Il Procuratore Generale presso questa Corte di cassazione ha chiesto, all'esito della discussione, l'accoglimento del ricorso del Procuratore della Repubblica.
1. Il ricorso del Procuratore Generale è, invero, tardivo e per questo va dichiarato inammissibile.
Come rilevato anche dalle Sezioni unite di questa Corte, il termine di impugnazione della sentenza di non luogo a procedere, pronunciata all'esito dell'udienza preliminare, è quello di quindici giorni previsto dall'art. 585, comma primo, lett. a), cod. proc. pen. per i provvedimenti emessi in seguito a procedimento in camera di consiglio e lo stesso decorre, per le parti presenti, dalla lettura in udienza della sentenza contestualmente motivata ovvero dalla scadenza del termine legale di trenta giorni, in caso di motivazione differita e depositata entro tale termine, rimanendo irrilevante l'eventualità che il giudice abbia irritualmente stabilito un termine più ampio per il deposito della suddetta motivazione. Laddove si verifichi tale eventualità deve essere comunicato o notificato alle parti legittimate all'impugnazione il relativo avviso di deposito e che da tale comunicazione o notificazione decorre il termine per impugnare (Sez. U, Sentenza n. 21039 del 27/01/2011 Cc. (dep. 26/05/2011) Rv. 249670).
Nel caso di specie il Procuratore generale aveva avuto avviso del deposito della sentenza - pubblicata a distanza di più di sei mesi dalla lettura del dispositivo - in data 15 febbraio 2012 ed ha proposto impugnazione non prima del 9 marzo 2012, data apposta in calce all'impugnazione: pertanto ben oltre lo scadere del termine di 15 giorni dalla prima data.

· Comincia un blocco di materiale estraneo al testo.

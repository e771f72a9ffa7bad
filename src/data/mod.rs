//! Data module - CSV loading, key normalization and joining

pub mod code;
pub mod loader;
pub mod processor;
pub mod record;
pub mod schema;

pub use code::SchoolCode;
pub use loader::{DataLoader, LoaderError, RawRow, RawTable};
pub use processor::{DataProcessor, JoinError, JoinReport, JoinedData, SourceReport};
pub use record::SchoolRecord;
pub use schema::{Field, SourceKind};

2. Il ricorso del Procuratore della Repubblica è, invece, da rigettare, sebbene la decisione di proscioglimento del Gup, emessa sulla base di una serie assai articolata di considerazioni, sia condivisibile solo in parte qua, che, però, in questa sede, risulta decisiva.
2.a. Certamente è corretta la ricostruzione, che il Gup fa, del panorama normativo nazionale disciplinante la materia.

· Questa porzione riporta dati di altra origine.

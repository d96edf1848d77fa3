// Copyright 2023-Present Datadog, Inc. https://www.datadoghq.com/
// SPDX-License-Identifier: Apache-2.0

//! Scripted in-memory clients shared by the unit and integration tests.
//!
//! Available to other crates and to `tests/` through the `test-util` feature.

use async_trait::async_trait;
use std::collections::{HashMap, HashSet};
use std::sync::Mutex;
use std::time::Duration;

use crate::client::{LogsClient, NotificationClient};
use crate::error::ServiceError;
use crate::poller::Sleeper;
use crate::types::{
    ExportStatus, ExportTaskRequest, LogGroupName, LogGroupPage, NotificationReceipt,
    PaginationToken, TaskId,
};

/// Serves a fixed list of pages and per-task status sequences.
///
/// Pages are chained with `page-<n>` tokens and tasks are named
/// `task-<log group>`. A status sequence is replayed in order and its last
/// entry repeats once exhausted; tasks without a sequence report `COMPLETED`.
#[derive(Default)]
pub struct ScriptedLogsClient {
    pages: Vec<Vec<String>>,
    statuses: HashMap<String, Vec<ExportStatus>>,
    failing_submissions: HashSet<String>,
    fail_listing_at: Option<usize>,
    list_tokens: Mutex<Vec<Option<String>>>,
    requests: Mutex<Vec<ExportTaskRequest>>,
    describes: Mutex<HashMap<String, usize>>,
}

impl ScriptedLogsClient {
    pub fn from_pages(pages: Vec<Vec<String>>) -> Self {
        ScriptedLogsClient {
            pages,
            ..Default::default()
        }
    }

    pub fn with_pages(self, pages: &[&[&str]]) -> Self {
        ScriptedLogsClient {
            pages: pages
                .iter()
                .map(|page| page.iter().map(|n| (*n).to_string()).collect())
                .collect(),
            ..self
        }
    }

    pub fn with_statuses(mut self, task: &str, statuses: &[ExportStatus]) -> Self {
        self.statuses.insert(task.to_string(), statuses.to_vec());
        self
    }

    pub fn fail_submission_for(mut self, group: &str) -> Self {
        self.failing_submissions.insert(group.to_string());
        self
    }

    pub fn fail_listing_at(mut self, page: usize) -> Self {
        self.fail_listing_at = Some(page);
        self
    }

    pub fn list_tokens(&self) -> Vec<Option<String>> {
        self.list_tokens.lock().unwrap().clone()
    }

    pub fn export_requests(&self) -> Vec<ExportTaskRequest> {
        self.requests.lock().unwrap().clone()
    }

    pub fn exported_groups(&self) -> Vec<String> {
        self.export_requests()
            .iter()
            .map(|r| r.log_group_name.to_string())
            .collect()
    }

    pub fn describe_calls(&self) -> u32 {
        self.describes.lock().unwrap().values().sum::<usize>() as u32
    }

    pub fn describe_count(&self, task: &str) -> usize {
        self.describes
            .lock()
            .unwrap()
            .get(task)
            .copied()
            .unwrap_or_default()
    }
}

#[async_trait]
impl LogsClient for ScriptedLogsClient {
    async fn list_log_groups(
        &self,
        _limit: u32,
        token: Option<&PaginationToken>,
    ) -> Result<LogGroupPage, ServiceError> {
        self.list_tokens
            .lock()
            .unwrap()
            .push(token.map(|t| t.as_str().to_string()));
        let index = match token {
            None => 0,
            Some(t) => t.as_str().trim_start_matches("page-").parse().unwrap(),
        };
        if self.fail_listing_at == Some(index) {
            return Err(ServiceError::Transport {
                operation: "DescribeLogGroups",
                message: "connection reset".to_string(),
            });
        }
        let names = self
            .pages
            .get(index)
            .map(|p| p.iter().filter_map(|n| LogGroupName::new(n.as_str())).collect())
            .unwrap_or_default();
        let next_token = if index + 1 < self.pages.len() {
            PaginationToken::new(format!("page-{}", index + 1))
        } else {
            None
        };
        Ok(LogGroupPage { names, next_token })
    }

    async fn create_export_task(
        &self,
        request: &ExportTaskRequest,
    ) -> Result<TaskId, ServiceError> {
        self.requests.lock().unwrap().push(request.clone());
        if self
            .failing_submissions
            .contains(request.log_group_name.as_str())
        {
            return Err(ServiceError::Status {
                operation: "CreateExportTask",
                status: 400,
                body: "InvalidParameterException".to_string(),
            });
        }
        Ok(TaskId::new(format!("task-{}", request.log_group_name)).unwrap())
    }

    async fn describe_export_task(&self, task_id: &TaskId) -> Result<ExportStatus, ServiceError> {
        let mut describes = self.describes.lock().unwrap();
        let seen = describes.entry(task_id.to_string()).or_default();
        *seen += 1;
        match self.statuses.get(task_id.as_str()) {
            Some(sequence) => Ok(sequence[(*seen - 1).min(sequence.len() - 1)]),
            None if task_id.as_str().starts_with("task-") => Ok(ExportStatus::Completed),
            None => Err(ServiceError::Status {
                operation: "DescribeExportTasks",
                status: 400,
                body: "ResourceNotFoundException".to_string(),
            }),
        }
    }
}

#[derive(Default)]
pub struct RecordingNotifier {
    published: Mutex<Vec<(String, String, String)>>,
    reject: bool,
}

impl RecordingNotifier {
    pub fn rejecting() -> Self {
        RecordingNotifier {
            reject: true,
            ..Default::default()
        }
    }

    /// `(topic, subject, body)` of every accepted publish.
    pub fn published(&self) -> Vec<(String, String, String)> {
        self.published.lock().unwrap().clone()
    }
}

#[async_trait]
impl NotificationClient for RecordingNotifier {
    async fn publish(
        &self,
        topic: &str,
        subject: &str,
        body: &str,
    ) -> Result<NotificationReceipt, ServiceError> {
        if self.reject {
            return Err(ServiceError::Status {
                operation: "Publish",
                status: 403,
                body: "AuthorizationError".to_string(),
            });
        }
        let mut published = self.published.lock().unwrap();
        published.push((topic.to_string(), subject.to_string(), body.to_string()));
        Ok(NotificationReceipt {
            message_id: format!("msg-{}", published.len()),
        })
    }
}

/// Records requested sleeps without waiting.
#[derive(Default)]
pub struct RecordingSleeper {
    sleeps: Mutex<Vec<Duration>>,
}

impl RecordingSleeper {
    pub fn sleeps(&self) -> Vec<Duration> {
        self.sleeps.lock().unwrap().clone()
    }
}

#[async_trait]
impl Sleeper for RecordingSleeper {
    async fn sleep(&self, duration: Duration) {
        self.sleeps.lock().unwrap().push(duration);
    }
}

È corretto ritenere che la norma in contestazione, ossia l'articolo 270 bis c.p., ampliata all'indomani dell'attentato alle Torri Gemelle, con DL n. 374 del 2001, con la previsione della associazione avente finalità di terrorismo anche "internazionale", ossia dotata di un programma di atti di violenza rivolti "contro uno Stato estero o un'organizzazione internazionale", vada letta in coordinamento con l'articolo 270 sexies, introdotto con decreto-legge n. 144 del 2005 (cd. pacchetto Pisanu), convertito nello stesso anno: una norma descrittiva delle "condotte con finalità di terrorismo" che, nel far ciò, ha recepito, dandovi attuazione, la Decisione Quadro sulla lotta contro il terrorismo adottata dal Consiglio dell'Unione europea il 13 giugno 2002 (2002/475/Gai).
In tal senso e sotto tale prospettiva, essendosi al cospetto di una norma nazionale a tutti gli effetti, appare ultronea la denuncia di inoperatività immediata della Decisione Quadro, formulata dal difensore di T. .
È pure indubbio che la norma preveda, per la individuazione delle condotte terroristiche o con finalità di terrorismo, la conformazione dell'interprete alle Convenzioni o alle altre norme di diritto internazionale vincolanti per l'Italia.
Attesa la indeterminatezza della nozione di terrorismo internazionale, nonostante la definizione comunque generica tentata nell'articolo 270 sexies, il Gup ha poi esattamente ritenuto, conformemente, sul punto, all'insegnamento della Cassazione (sentenza n. 1072 del 2006) di potere e dovere ricercare, nelle fonti internazionali, elementi utili a far luce sul tema.
Ha pertanto indicato tali fonti, oltre che nella già menzionata Decisione Quadro del 2002 e nella Convenzione di New York del 1999, deliberata dall'Onu per contrastare il finanziamento del terrorismo: quest'ultima ratificata dall'Italia con legge n. 7 del 2003.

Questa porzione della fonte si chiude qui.